My aunt Betty died yesterday. Actually, my great-aunt: my father’s mother’s sister. I feel sad, not really that she died, but that she never seemed to have lived. For my entire life, Aunt Betty was a semi-tragic figure on the periphery of our family, an Eleanor Rigby whose hobbies were saying the rosary, going to mass, and watching syndicated sitcoms. She never got married or was ever even in love, for all I know. I’ve heard a rumor that at one point her decision to become a nun was blocked by various family members; I don’t know the details surrounding that, but I find it unusual, as that was the career that best suited her skills and interests.
If you looked closely, you would see that Aunt Betty had the most startling blue-grey eyes. They didn’t even look like eyes at all, but like smoky, faceted jewels. I want to paint that color on a wall. If you hugged Aunt Betty, you got an imprint of her makeup on your shirt. She called herself my best girl. “Tell everyone I’m your best girl,” she would say. She thought everything was “swell.” She called every so often on the phone but wouldn’t want to talk for more than a minute. “Come see me when you can,” she would end each conversation. If I told her I’d been traveling, she said, “I don’t know how you can do that. I just like to stay home.” When my grandmother was dying of lung cancer, Aunt Betty moved in to take care of her. She had been living in a rooming house in Baltimore and didn’t have much to pack.
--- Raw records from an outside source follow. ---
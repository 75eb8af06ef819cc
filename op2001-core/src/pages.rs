//! GUI pages
//!
//! Each page shows four bars, one per encoder slot. The current page is a
//! plain index into [`Page::ALL`]; drawing goes through [`BarRenderer`].

use crate::channel::{ChannelId, ChannelKind};
use crate::sink::InputSink;
use crate::traits::BarRenderer;

/// Button that cycles to the next page
pub const PAGE_BUTTON: usize = 3;

/// Bars per page
pub const BARS_PER_PAGE: usize = 4;

/// Bar fill colour
#[derive(Debug, Clone, Copy, PartialEq, Eq)]
#[cfg_attr(feature = "defmt", derive(defmt::Format))]
pub enum BarColor {
    Red,
    Green,
    Blue,
    Yellow,
    Grey,
}

/// One bar on a page
#[derive(Debug, Clone, Copy, PartialEq, Eq)]
pub struct BarSlot {
    pub label: &'static str,
    pub color: BarColor,
    /// Encoder shown in this bar; `None` draws an empty placeholder
    pub encoder: Option<usize>,
}

const fn bar(label: &'static str, color: BarColor, encoder: usize) -> BarSlot {
    BarSlot {
        label,
        color,
        encoder: Some(encoder),
    }
}

const PLACEHOLDER: BarSlot = BarSlot {
    label: "...",
    color: BarColor::Grey,
    encoder: None,
};

const MIXER: [BarSlot; BARS_PER_PAGE] = [
    bar("Osc1", BarColor::Red, 0),
    bar("Osc2", BarColor::Green, 1),
    bar("Noise", BarColor::Blue, 2),
    PLACEHOLDER,
];

const OSCILLATOR: [BarSlot; BARS_PER_PAGE] = [
    bar("Freq", BarColor::Red, 0),
    bar("Shape", BarColor::Yellow, 1),
    bar("PWM", BarColor::Blue, 2),
    PLACEHOLDER,
];

const FILTER: [BarSlot; BARS_PER_PAGE] = [
    bar("Freq", BarColor::Red, 0),
    bar("Resonance", BarColor::Yellow, 1),
    bar("Attenuation", BarColor::Blue, 2),
    bar("Type", BarColor::Green, 3),
];

const ENVELOPE: [BarSlot; BARS_PER_PAGE] = [
    bar("Attack", BarColor::Red, 0),
    bar("Decay", BarColor::Yellow, 1),
    bar("Sustain", BarColor::Blue, 2),
    bar("Release", BarColor::Green, 3),
];

/// Page kinds
#[derive(Debug, Clone, Copy, PartialEq, Eq)]
#[cfg_attr(feature = "defmt", derive(defmt::Format))]
pub enum Page {
    Mixer,
    Oscillator,
    Filter,
    Envelope,
}

impl Page {
    /// Pages in selection order
    pub const ALL: [Page; 4] = [Page::Mixer, Page::Oscillator, Page::Filter, Page::Envelope];

    pub fn title(self) -> &'static str {
        match self {
            Page::Mixer => "Mixer",
            Page::Oscillator => "Oscillator",
            Page::Filter => "Filter",
            Page::Envelope => "Envelope",
        }
    }

    pub fn slots(self) -> &'static [BarSlot; BARS_PER_PAGE] {
        match self {
            Page::Mixer => &MIXER,
            Page::Oscillator => &OSCILLATOR,
            Page::Filter => &FILTER,
            Page::Envelope => &ENVELOPE,
        }
    }

    /// Draw every bar with the sink's current encoder values
    pub fn render<const N: usize, R: BarRenderer>(
        self,
        sink: &InputSink<N>,
        renderer: &mut R,
    ) -> Result<(), R::Error> {
        for (position, slot) in self.slots().iter().enumerate() {
            let value = slot.encoder.map_or(0, |i| sink.encoder_value(i));
            renderer.draw_bar(position, value, slot.color, slot.label)?;
        }
        Ok(())
    }
}

/// Current page index
#[derive(Debug, Clone, Copy, Default, PartialEq, Eq)]
pub struct PageSelector {
    index: usize,
}

impl PageSelector {
    pub const fn new() -> Self {
        Self { index: 0 }
    }

    pub fn current(&self) -> Page {
        Page::ALL[self.index % Page::ALL.len()]
    }

    pub fn next(&mut self) -> Page {
        self.index = (self.index + 1) % Page::ALL.len();
        self.current()
    }

    pub fn previous(&mut self) -> Page {
        self.index = (self.index + Page::ALL.len() - 1) % Page::ALL.len();
        self.current()
    }

    /// React to a drained button change
    ///
    /// Returns true if the page switched.
    pub fn on_button(&mut self, id: ChannelId, pressed: bool) -> bool {
        if id.kind == ChannelKind::Button && id.index.get() == PAGE_BUTTON && pressed {
            self.next();
            return true;
        }
        false
    }
}

#[cfg(test)]
mod tests {
    extern crate std;

    use super::*;
    use crate::channel::ChannelIndex;
    use op2001_protocol::Message;
    use std::vec::Vec;

    #[derive(Default)]
    struct RecordingRenderer {
        bars: Vec<(usize, i32, BarColor, &'static str)>,
    }

    impl BarRenderer for RecordingRenderer {
        type Error = ();

        fn draw_bar(
            &mut self,
            position: usize,
            value: i32,
            color: BarColor,
            label: &'static str,
        ) -> Result<(), ()> {
            self.bars.push((position, value, color, label));
            Ok(())
        }
    }

    #[test]
    fn test_selector_wraps_both_ways() {
        let mut pages = PageSelector::new();
        assert_eq!(pages.current(), Page::Mixer);
        assert_eq!(pages.previous(), Page::Envelope);
        assert_eq!(pages.next(), Page::Mixer);

        for _ in 0..4 {
            pages.next();
        }
        assert_eq!(pages.current(), Page::Mixer);
    }

    #[test]
    fn test_page_button_press_only() {
        let mut pages = PageSelector::new();
        let page_button = ChannelId::button(ChannelIndex::new(3, 4).unwrap());
        let other_button = ChannelId::button(ChannelIndex::new(1, 4).unwrap());
        let encoder = ChannelId::encoder(ChannelIndex::new(3, 4).unwrap());

        assert!(!pages.on_button(page_button, false));
        assert!(!pages.on_button(other_button, true));
        assert!(!pages.on_button(encoder, true));
        assert!(pages.on_button(page_button, true));
        assert_eq!(pages.current(), Page::Oscillator);
    }

    #[test]
    fn test_render_mixer() {
        let mut sink = InputSink::<4>::new();
        sink.apply(&Message::encoder(0, 64)).unwrap();
        sink.apply(&Message::encoder(3, 99)).unwrap();

        let mut renderer = RecordingRenderer::default();
        Page::Mixer.render(&sink, &mut renderer).unwrap();

        assert_eq!(renderer.bars.len(), 4);
        assert_eq!(renderer.bars[0], (0, 64, BarColor::Red, "Osc1"));
        // Placeholder ignores encoder 3
        assert_eq!(renderer.bars[3], (3, 0, BarColor::Grey, "..."));
    }

    #[test]
    fn test_every_page_has_four_bars() {
        for page in Page::ALL {
            assert_eq!(page.slots().len(), BARS_PER_PAGE);
            assert!(!page.title().is_empty());
        }
    }
}
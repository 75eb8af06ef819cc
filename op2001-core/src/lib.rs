//! Board-agnostic input synchronization logic
//!
//! Everything between a raw hardware reading and a deduplicated change event
//! that does not touch a peripheral:
//!
//! - Channel model and the input event sink
//! - Quadrature decoding and encoder sampling
//! - Bus snapshot diffing and the responder reply cache
//! - Link error accounting
//! - Node configuration
//! - GUI page model and collaborator traits

#![cfg_attr(not(test), no_std)]
#![deny(unsafe_code)]

pub mod channel;
pub mod config;
pub mod differ;
pub mod encoder;
pub mod link;
pub mod pages;
pub mod reply;
pub mod sink;
pub mod traits;

pub use channel::{Channel, ChannelId, ChannelIndex, ChannelKind, MAX_CHANNELS};
pub use differ::BusDiffer;
pub use encoder::{quantize, EncoderSampler, QuadratureCounter};
pub use link::{LinkError, LinkStats};
pub use pages::{BarColor, BarSlot, Page, PageSelector};
pub use reply::ReplyCache;
pub use sink::InputSink;
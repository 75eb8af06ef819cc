//! Serial input path
//!
//! Drives the frame receiver from a non-blocking UART, decodes completed
//! frames and applies them to the input sink. One byte per poll keeps each
//! call short enough for a cooperative main loop.

use op2001_core::{ChannelId, InputSink, LinkError, LinkStats};
use op2001_hal::UartRx;
use op2001_protocol::{FrameError, FrameReceiver, Message};

/// Receiver half of the serial link
#[derive(Debug, Default)]
pub struct SerialLink {
    receiver: FrameReceiver,
}

impl SerialLink {
    pub const fn new() -> Self {
        Self {
            receiver: FrameReceiver::new(),
        }
    }

    pub fn receiver(&self) -> &FrameReceiver {
        &self.receiver
    }

    /// Process at most one input byte
    ///
    /// A frame already pending is decoded before anything is read. Returns
    /// the channel that changed, if the call completed a frame that changed
    /// one. Every error is recovered here and counted in `stats`.
    pub fn poll<R: UartRx, const N: usize>(
        &mut self,
        rx: &mut R,
        sink: &mut InputSink<N>,
        stats: &mut LinkStats,
    ) -> Option<ChannelId> {
        match self.step(rx, sink, stats) {
            Step::Changed(id) => Some(id),
            Step::Idle | Step::Progress | Step::Fault => None,
        }
    }

    /// Poll until the UART has no more input
    ///
    /// Returns the number of channels that changed.
    pub fn poll_all<R: UartRx, const N: usize>(
        &mut self,
        rx: &mut R,
        sink: &mut InputSink<N>,
        stats: &mut LinkStats,
    ) -> usize {
        let mut changed = 0;
        loop {
            match self.step(rx, sink, stats) {
                Step::Idle | Step::Fault => return changed,
                Step::Changed(_) => changed += 1,
                Step::Progress => {}
            }
        }
    }

    fn step<R: UartRx, const N: usize>(
        &mut self,
        rx: &mut R,
        sink: &mut InputSink<N>,
        stats: &mut LinkStats,
    ) -> Step {
        if !self.receiver.is_ready() {
            let byte = match rx.try_read_byte() {
                Ok(Some(byte)) => byte,
                Ok(None) => return Step::Idle,
                Err(_) => {
                    stats.record(LinkError::UartFault);
                    return Step::Fault;
                }
            };
            match self.receiver.feed(byte) {
                Ok(true) => {}
                Ok(false) => return Step::Progress,
                Err(FrameError::Overflow) => {
                    rx.discard_pending();
                    stats.record(LinkError::TransportOverflow);
                    return Step::Progress;
                }
                // Not reachable while a pending frame is taken first
                Err(FrameError::FramePending) => {}
            }
        }

        let Some(frame) = self.receiver.take() else {
            return Step::Progress;
        };
        let result = Message::from_frame(&frame)
            .map_err(LinkError::from)
            .and_then(|msg| sink.apply(&msg));

        match result {
            Ok(Some(id)) => {
                stats.record_frame();
                Step::Changed(id)
            }
            Ok(None) => {
                stats.record_frame();
                Step::Progress
            }
            Err(err) => {
                stats.record(err);
                Step::Progress
            }
        }
    }
}

/// Outcome of one receive step
enum Step {
    /// No input available
    Idle,
    /// Input consumed, no channel changed
    Progress,
    /// UART receive error, counted; ends a `poll_all` batch
    Fault,
    Changed(ChannelId),
}
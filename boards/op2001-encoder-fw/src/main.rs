//! OP-2001 encoder/button board
//!
//! Samples four quadrature encoders and a shift register of buttons, and
//! answers every I2C read with the latest 9-byte snapshot.
//!
//! Encoder edges are decoded as they arrive; the sampling loop takes a
//! quantized reading of every counter each cycle. Waiting out the cycle also
//! debounces the buttons.

#![no_std]
#![no_main]

use defmt::*;
use embassy_executor::Spawner;
use embassy_futures::select::select;
use embassy_rp::bind_interrupts;
use embassy_rp::gpio::{Input, Level, Output, Pull};
use embassy_rp::i2c;
use embassy_rp::i2c_slave::{self, Command, I2cSlave, ReadStatus};
use embassy_rp::peripherals::I2C0;
use embassy_time::{Delay, Duration, Ticker};
use op2001_core::config::{parse_config, NodeConfig};
use op2001_core::{EncoderSampler, ReplyCache};
use op2001_drivers::{publish_sample, ShiftRegister};
use op2001_hal_rp2040::{RpInput, RpOutput};
use op2001_protocol::{BusReply, BUS_ENCODERS, BUS_REPLY_LEN};
use {defmt_rtt as _, panic_probe as _};

bind_interrupts!(struct Irqs {
    I2C0_IRQ => i2c::InterruptHandler<I2C0>;
});

/// Embedded configuration, validated by build.rs
const EMBEDDED_CONFIG: &str = include_str!("../node.toml");

/// Quadrature counters, written by the edge tasks
static ENCODERS: EncoderSampler<BUS_ENCODERS> = EncoderSampler::new();

/// Reply served to the bus requester
static REPLY: ReplyCache = ReplyCache::new();

type Buttons = ShiftRegister<RpOutput<'static>, RpOutput<'static>, RpInput<'static>, Delay>;

#[embassy_executor::main]
async fn main(spawner: Spawner) {
    info!("OP-2001 encoder board starting...");

    let p = embassy_rp::init(Default::default());

    let config = match parse_config(EMBEDDED_CONFIG) {
        Ok(config) => config,
        Err(e) => {
            warn!("Embedded config rejected ({:?}), using defaults", e);
            NodeConfig::default()
        }
    };
    if usize::from(config.inputs.channels) != BUS_ENCODERS {
        warn!(
            "Config asks for {} channels; the board always reports {}",
            config.inputs.channels, BUS_ENCODERS
        );
    }

    // Encoders: A/B pairs on GPIO6-13, pulled up
    let encoders = [
        (Input::new(p.PIN_6, Pull::Up), Input::new(p.PIN_7, Pull::Up)),
        (Input::new(p.PIN_8, Pull::Up), Input::new(p.PIN_9, Pull::Up)),
        (Input::new(p.PIN_10, Pull::Up), Input::new(p.PIN_11, Pull::Up)),
        (Input::new(p.PIN_12, Pull::Up), Input::new(p.PIN_13, Pull::Up)),
    ];

    // Button shift register: load GPIO14, clock GPIO15, data GPIO16
    let buttons = ShiftRegister::new(
        RpOutput::new(Output::new(p.PIN_14, Level::Low)),
        RpOutput::new(Output::new(p.PIN_15, Level::Low)),
        RpInput::new(Input::new(p.PIN_16, Pull::None)),
        Delay,
    );

    // Bus responder (GPIO5 SCL, GPIO4 SDA)
    let mut slave_config = i2c_slave::Config::default();
    slave_config.addr = u16::from(config.bus.address);
    let responder = I2cSlave::new(p.I2C0, p.PIN_5, p.PIN_4, Irqs, slave_config);

    for (index, (a, b)) in encoders.into_iter().enumerate() {
        spawner.spawn(encoder_task(index, a, b)).unwrap();
    }
    spawner
        .spawn(sample_task(buttons, config.bus.poll_interval_ms))
        .unwrap();
    spawner.spawn(responder_task(responder)).unwrap();

    info!("All tasks spawned (address {=u8:#x})", config.bus.address);
}

/// Edge decoder for one encoder
#[embassy_executor::task(pool_size = 4)]
async fn encoder_task(index: usize, mut a: Input<'static>, mut b: Input<'static>) {
    let Some(counter) = ENCODERS.counter(index) else {
        return;
    };
    counter.prime(a.is_high(), b.is_high());
    info!("Encoder {} task started", index);

    loop {
        select(a.wait_for_any_edge(), b.wait_for_any_edge()).await;
        counter.on_edge(a.is_high(), b.is_high());
    }
}

/// Sampling loop: quantize encoders, read buttons, publish
#[embassy_executor::task]
async fn sample_task(mut buttons: Buttons, interval_ms: u32) {
    info!("Sample task started ({} ms)", interval_ms);

    let mut ticker = Ticker::every(Duration::from_millis(u64::from(interval_ms)));
    let mut last = BusReply::default();

    loop {
        let reply = publish_sample(&ENCODERS, &mut buttons, &REPLY);
        if reply != last {
            debug!(
                "Sample: encoders {:?}, buttons {=u8:#06b}",
                reply.encoders,
                reply.buttons.bits()
            );
            last = reply;
        }
        ticker.next().await;
    }
}

/// Answers reads with the last published snapshot
#[embassy_executor::task]
async fn responder_task(mut dev: I2cSlave<'static, I2C0>) {
    info!("Responder task started");

    let mut buf = [0u8; BUS_REPLY_LEN];

    loop {
        match dev.listen(&mut buf).await {
            Ok(Command::Read) | Ok(Command::WriteRead(_)) => {
                let reply = REPLY.snapshot_bytes();
                match dev.respond_to_read(&reply).await {
                    Ok(ReadStatus::Done) => trace!("Snapshot sent"),
                    Ok(ReadStatus::NeedMoreBytes) => {
                        warn!("Requester read past the reply");
                        let _ = dev.respond_till_stop(0).await;
                    }
                    Ok(ReadStatus::LeftoverBytes(n)) => {
                        warn!("Requester stopped early, {} byte(s) unsent", n);
                    }
                    Err(e) => warn!("Responder error: {:?}", e),
                }
            }
            // Writes carry nothing for this board
            Ok(Command::Write(_)) | Ok(Command::GeneralCall(_)) => {}
            Err(e) => warn!("Listen error: {:?}", e),
        }
    }
}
When my grandmother died, she took over her apartment and possessions.
Last night, I had a dream that I went to that apartment, and my grandmother was there. “Help me with something in my storage space,” she asked me. The storage room in the basement was filled with her stuff, but there was evidence also that a homeless person was sleeping in there among it. We quickly retreated, about to call the police, when Michael Scott, the boss from “The Office” came in. “That’s Aunt Betty’s stuff,” he said. He started rolling around on the floor, prostrate with genuine grief, crying, “Be sad for Aunt Betty. It’s okay to mourn Aunt Betty.”
I do mourn her. But I didn’t see her often or know her well. For me, the world without her in it is much the same as the world with her in it.
But it is a world with one fewer gentle soul signaling her unconditional love and endless devotion through the soft clacking of rosary beads.